# WORK TO COMPLETE
Every line containing "path" should be copied out. Go through the entries and find them.

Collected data
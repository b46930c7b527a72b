//! Error types for cost-model lookups and configuration.

use std::path::PathBuf;

use pipewright_isa::IsaError;

/// Errors that can occur during cost-model operations.
#[derive(Debug, thiserror::Error)]
pub enum CostError {
    /// A cost table has no rule for an instruction the dialect can parse.
    #[error("{target}: no rule in table '{table}' for '{instruction}'")]
    NoRule {
        table: &'static str,
        target: &'static str,
        instruction: String,
    },

    /// Target name not in the registry.
    #[error("unknown target '{name}', valid choices: {valid}")]
    UnknownTarget { name: String, valid: String },

    /// A target was paired with an architecture it does not model.
    #[error("target '{target}' models {expected}, not {found}")]
    ArchMismatch {
        target: String,
        expected: &'static str,
        found: String,
    },

    #[error(transparent)]
    Isa(#[from] IsaError),

    /// TOML deserialization error.
    #[error("TOML parse error: {0}")]
    Toml(#[from] toml::de::Error),

    /// I/O error reading a configuration file.
    #[error("I/O error: {0}")]
    Io(#[from] std::io::Error),

    /// Configuration file not found.
    #[error("configuration file not found: {}", path.display())]
    NotFound {
        /// The path that was not found.
        path: PathBuf,
    },
}

/// Result type for cost-model operations.
pub type Result<T> = std::result::Result<T, CostError>;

# ANSWER SECTION
use std::path::PathBuf;
    #[error("configuration file not found: {}", path.display())]
        /// The path that was not found.
        path: PathBuf,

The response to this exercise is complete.